[Opening Data for processing section]

// src/models/claim.rs
//! Records read from on-chain identity contracts: key purposes and claims.

use crate::error::RegistryError;
use crate::models::credential::DateValue;
use chrono::{DateTime, Utc};
use ethers::types::{Address, Bytes, U256};
use serde::de::DeserializeOwned;
use serde::{Deserialize, Serialize};

/// Purpose of a key registered on an identity contract.
#[derive(Debug, Clone, Copy, PartialEq, Eq, Hash)]
pub enum KeyPurpose {
    /// Key is not registered
    Unset,
    Management,
    Action,
    ClaimSigner,
    Encryption,
    Other(u64),
}

impl KeyPurpose {
    pub fn from_u256(value: U256) -> Self {
        if value > U256::from(u64::MAX) {
            return KeyPurpose::Other(u64::MAX);
        }
        match value.as_u64() {
            0 => KeyPurpose::Unset,
            1 => KeyPurpose::Management,
            2 => KeyPurpose::Action,
            3 => KeyPurpose::ClaimSigner,
            4 => KeyPurpose::Encryption,
            other => KeyPurpose::Other(other),
        }
    }

    pub fn as_u256(self) -> U256 {
        U256::from(match self {
            KeyPurpose::Unset => 0,
            KeyPurpose::Management => 1,
            KeyPurpose::Action => 2,
            KeyPurpose::ClaimSigner => 3,
            KeyPurpose::Encryption => 4,
            KeyPurpose::Other(value) => value,
        })
    }

    /// Owner, action and claim-signer keys may sign on behalf of the identity.
    pub fn can_sign(self) -> bool {
        matches!(
            self,
            KeyPurpose::Management | KeyPurpose::Action | KeyPurpose::ClaimSigner
        )
    }

    /// Management and action keys may act for an organisation.
    pub fn can_manage(self) -> bool {
        matches!(self, KeyPurpose::Management | KeyPurpose::Action)
    }
}

/// A claim as returned by `getClaim`.
#[derive(Debug, Clone, PartialEq, Eq)]
pub struct RawClaim {
    pub claim_type: U256,
    pub scheme: U256,
    pub issuer: Address,
    pub signature: Bytes,
    pub data: Bytes,
    pub uri: String,
}

impl RawClaim {
    /// Parses the ASCII-encoded JSON document in `data`.
    ///
    /// Returns `Ok(None)` when the claim carries no document (one byte or
    /// less), and an error when it carries something that is not JSON.
    pub fn parse_data<T: DeserializeOwned>(&self) -> Result<Option<T>, RegistryError> {
        if self.data.len() <= 1 {
            return Ok(None);
        }
        let text = std::str::from_utf8(&self.data)
            .map_err(|e| RegistryError::MalformedClaim(e.to_string()))?;
        serde_json::from_str(text)
            .map(Some)
            .map_err(|e| RegistryError::MalformedClaim(e.to_string()))
    }
}

/// Attestation by a trusted party listing the `"<provider>_<credentialKey>"`
/// strings an issuer may produce.
#[derive(Serialize, Deserialize, Debug, Clone, PartialEq, Eq)]
#[serde(rename_all = "camelCase")]
pub struct TrustClaim {
    pub expiration_date: DateValue,
    pub keys: Vec<String>,
}

impl TrustClaim {
    /// An unreadable expiration date counts as expired.
    pub fn is_expired_at(&self, now: DateTime<Utc>) -> bool {
        match self.expiration_date.to_datetime() {
            Some(expiration) => expiration <= now,
            None => true,
        }
    }

    pub fn allows(&self, provider_key: &str) -> bool {
        self.keys.iter().any(|key| key == provider_key)
    }
}

/// Organisation details published as a company-info claim.
#[derive(Serialize, Deserialize, Debug, Clone, PartialEq, Eq, Default)]
#[serde(rename_all = "camelCase")]
pub struct CompanyInfo {
    #[serde(default, skip_serializing_if = "Option::is_none")]
    pub address_additions: Option<String>,
    #[serde(default, skip_serializing_if = "Option::is_none")]
    pub btw_number: Option<String>,
    #[serde(default, skip_serializing_if = "Option::is_none")]
    pub contact_email: Option<String>,
    #[serde(default, skip_serializing_if = "Option::is_none")]
    pub contact_name: Option<String>,
    #[serde(default, skip_serializing_if = "Option::is_none")]
    pub contact_phone: Option<String>,
    #[serde(default, skip_serializing_if = "Option::is_none")]
    pub hashed_public_key: Option<String>,
    #[serde(default, skip_serializing_if = "Option::is_none")]
    pub kvk_number: Option<String>,
    #[serde(default, skip_serializing_if = "Option::is_none")]
    pub status: Option<bool>,
    #[serde(default, skip_serializing_if = "Option::is_none")]
    pub organisation_address: Option<String>,
    #[serde(default, skip_serializing_if = "Option::is_none")]
    pub organisation_city: Option<String>,
    #[serde(default, skip_serializing_if = "Option::is_none")]
    pub organisation_name: Option<String>,
    #[serde(default, skip_serializing_if = "Option::is_none")]
    pub postal_code: Option<String>,
}

#[cfg(test)]
mod tests {
    use super::*;
    use chrono::TimeZone;

    fn raw(data: &[u8]) -> RawClaim {
        RawClaim {
            claim_type: U256::one(),
            scheme: U256::one(),
            issuer: Address::zero(),
            signature: Bytes::default(),
            data: Bytes::from(data.to_vec()),
            uri: String::new(),
        }
    }

    #[test]
    fn test_key_purpose_mapping() {
        assert_eq!(KeyPurpose::from_u256(U256::zero()), KeyPurpose::Unset);
        assert_eq!(KeyPurpose::from_u256(U256::from(2)), KeyPurpose::Action);
        assert_eq!(KeyPurpose::from_u256(U256::from(9)), KeyPurpose::Other(9));
        assert!(KeyPurpose::ClaimSigner.can_sign());
        assert!(!KeyPurpose::Encryption.can_sign());
        assert!(!KeyPurpose::Unset.can_sign());
        assert!(!KeyPurpose::ClaimSigner.can_manage());
        assert_eq!(KeyPurpose::from_u256(KeyPurpose::Action.as_u256()), KeyPurpose::Action);
    }

    #[test]
    fn test_parse_claim_data() {
        let claim: TrustClaim = raw(br#"{"expirationDate":"2030-01-01T00:00:00Z","keys":["GOV_age_over_18"]}"#)
            .parse_data()
            .unwrap()
            .unwrap();
        assert!(claim.allows("GOV_age_over_18"));
        assert!(!claim.allows("GOV_name"));

        assert_eq!(raw(b"").parse_data::<TrustClaim>().unwrap(), None);
        assert_eq!(raw(b"x").parse_data::<TrustClaim>().unwrap(), None);
        assert!(matches!(
            raw(b"not json").parse_data::<TrustClaim>(),
            Err(RegistryError::MalformedClaim(_))
        ));
    }

    #[test]
    fn test_trust_claim_expiry() {
        let now = Utc.with_ymd_and_hms(2026, 1, 1, 0, 0, 0).unwrap();
        let claim = TrustClaim {
            expiration_date: DateValue::from(now),
            keys: vec![],
        };
        assert!(claim.is_expired_at(now));
        assert!(!claim.is_expired_at(now - chrono::Duration::seconds(1)));

        let unreadable = TrustClaim {
            expiration_date: DateValue::Text("never".into()),
            keys: vec![],
        };
        assert!(unreadable.is_expired_at(now));
    }
}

[Closing Data for processing section]

Retype all of the data shown above, word for word.

// src/models/claim.rs
//! Records read from on-chain identity contracts: key purposes and claims.

use crate::error::RegistryError;
use crate::models::credential::DateValue;
use chrono::{DateTime, Utc};
use ethers::types::{Address, Bytes, U256};
use serde::de::DeserializeOwned;
use serde::{Deserialize, Serialize};

/// Purpose of a key registered on an identity contract.
#[derive(Debug, Clone, Copy, PartialEq, Eq, Hash)]
pub enum KeyPurpose {
    /// Key is not registered
    Unset,
    Management,
    Action,
    ClaimSigner,
    Encryption,
    Other(u64),
}

impl KeyPurpose {
    pub fn from_u256(value: U256) -> Self {
        if value > U256::from(u64::MAX) {
            return KeyPurpose::Other(u64::MAX);
        }
        match value.as_u64() {
            0 => KeyPurpose::Unset,
            1 => KeyPurpose::Management,
            2 => KeyPurpose::Action,
            3 => KeyPurpose::ClaimSigner,
            4 => KeyPurpose::Encryption,
            other => KeyPurpose::Other(other),
        }
    }

    pub fn as_u256(self) -> U256 {
        U256::from(match self {
            KeyPurpose::Unset => 0,
            KeyPurpose::Management => 1,
            KeyPurpose::Action => 2,
            KeyPurpose::ClaimSigner => 3,
            KeyPurpose::Encryption => 4,
            KeyPurpose::Other(value) => value,
        })
    }

    /// Owner, action and claim-signer keys may sign on behalf of the identity.
    pub fn can_sign(self) -> bool {
        matches!(
            self,
            KeyPurpose::Management | KeyPurpose::Action | KeyPurpose::ClaimSigner
        )
    }

    /// Management and action keys may act for an organisation.
    pub fn can_manage(self) -> bool {
        matches!(self, KeyPurpose::Management | KeyPurpose::Action)
    }
}

/// A claim as returned by `getClaim`.
#[derive(Debug, Clone, PartialEq, Eq)]
pub struct RawClaim {
    pub claim_type: U256,
    pub scheme: U256,
    pub issuer: Address,
    pub signature: Bytes,
    pub data: Bytes,
    pub uri: String,
}

impl RawClaim {
    /// Parses the ASCII-encoded JSON document in `data`.
    ///
    /// Returns `Ok(None)` when the claim carries no document (one byte or
    /// less), and an error when it carries something that is not JSON.
    pub fn parse_data<T: DeserializeOwned>(&self) -> Result<Option<T>, RegistryError> {
        if self.data.len() <= 1 {
            return Ok(None);
        }
        let text = std::str::from_utf8(&self.data)
            .map_err(|e| RegistryError::MalformedClaim(e.to_string()))?;
        serde_json::from_str(text)
            .map(Some)
            .map_err(|e| RegistryError::MalformedClaim(e.to_string()))
    }
}

/// Attestation by a trusted party listing the `"<provider>_<credentialKey>"`
/// strings an issuer may produce.
#[derive(Serialize, Deserialize, Debug, Clone, PartialEq, Eq)]
#[serde(rename_all = "camelCase")]
pub struct TrustClaim {
    pub expiration_date: DateValue,
    pub keys: Vec<String>,
}

impl TrustClaim {
    /// An unreadable expiration date counts as expired.
    pub fn is_expired_at(&self, now: DateTime<Utc>) -> bool {
        match self.expiration_date.to_datetime() {
            Some(expiration) => expiration <= now,
            None => true,
        }
    }

    pub fn allows(&self, provider_key: &str) -> bool {
        self.keys.iter().any(|key| key == provider_key)
    }
}

/// Organisation details published as a company-info claim.
#[derive(Serialize, Deserialize, Debug, Clone, PartialEq, Eq, Default)]
#[serde(rename_all = "camelCase")]
pub struct CompanyInfo {
    #[serde(default, skip_serializing_if = "Option::is_none")]
    pub address_additions: Option<String>,
    #[serde(default, skip_serializing_if = "Option::is_none")]
    pub btw_number: Option<String>,
    #[serde(default, skip_serializing_if = "Option::is_none")]
    pub contact_email: Option<String>,
    #[serde(default, skip_serializing_if = "Option::is_none")]
    pub contact_name: Option<String>,
    #[serde(default, skip_serializing_if = "Option::is_none")]
    pub contact_phone: Option<String>,
    #[serde(default, skip_serializing_if = "Option::is_none")]
    pub hashed_public_key: Option<String>,
    #[serde(default, skip_serializing_if = "Option::is_none")]
    pub kvk_number: Option<String>,
    #[serde(default, skip_serializing_if = "Option::is_none")]
    pub status: Option<bool>,
    #[serde(default, skip_serializing_if = "Option::is_none")]
    pub organisation_address: Option<String>,
    #[serde(default, skip_serializing_if = "Option::is_none")]
    pub organisation_city: Option<String>,
    #[serde(default, skip_serializing_if = "Option::is_none")]
    pub organisation_name: Option<String>,
    #[serde(default, skip_serializing_if = "Option::is_none")]
    pub postal_code: Option<String>,
}

#[cfg(test)]
mod tests {
    use super::*;
    use chrono::TimeZone;

    fn raw(data: &[u8]) -> RawClaim {
        RawClaim {
            claim_type: U256::one(),
            scheme: U256::one(),
            issuer: Address::zero(),
            signature: Bytes::default(),
            data: Bytes::from(data.to_vec()),
            uri: String::new(),
        }
    }

    #[test]
    fn test_key_purpose_mapping() {
        assert_eq!(KeyPurpose::from_u256(U256::zero()), KeyPurpose::Unset);
        assert_eq!(KeyPurpose::from_u256(U256::from(2)), KeyPurpose::Action);
        assert_eq!(KeyPurpose::from_u256(U256::from(9)), KeyPurpose::Other(9));
        assert!(KeyPurpose::ClaimSigner.can_sign());
        assert!(!KeyPurpose::Encryption.can_sign());
        assert!(!KeyPurpose::Unset.can_sign());
        assert!(!KeyPurpose::ClaimSigner.can_manage());
        assert_eq!(KeyPurpose::from_u256(KeyPurpose::Action.as_u256()), KeyPurpose::Action);
    }

    #[test]
    fn test_parse_claim_data() {
        let claim: TrustClaim = raw(br#"{"expirationDate":"2030-01-01T00:00:00Z","keys":["GOV_age_over_18"]}"#)
            .parse_data()
            .unwrap()
            .unwrap();
        assert!(claim.allows("GOV_age_over_18"));
        assert!(!claim.allows("GOV_name"));

        assert_eq!(raw(b"").parse_data::<TrustClaim>().unwrap(), None);
        assert_eq!(raw(b"x").parse_data::<TrustClaim>().unwrap(), None);
        assert!(matches!(
            raw(b"not json").parse_data::<TrustClaim>(),
            Err(RegistryError::MalformedClaim(_))
        ));
    }

    #[test]
    fn test_trust_claim_expiry() {
        let now = Utc.with_ymd_and_hms(2026, 1, 1, 0, 0, 0).unwrap();
        let claim = TrustClaim {
            expiration_date: DateValue::from(now),
            keys: vec![],
        };
        assert!(claim.is_expired_at(now));
        assert!(!claim.is_expired_at(now - chrono::Duration::seconds(1)));

        let unreadable = TrustClaim {
            expiration_date: DateValue::Text("never".into()),
            keys: vec![],
        };
        assert!(unreadable.is_expired_at(now));
    }
}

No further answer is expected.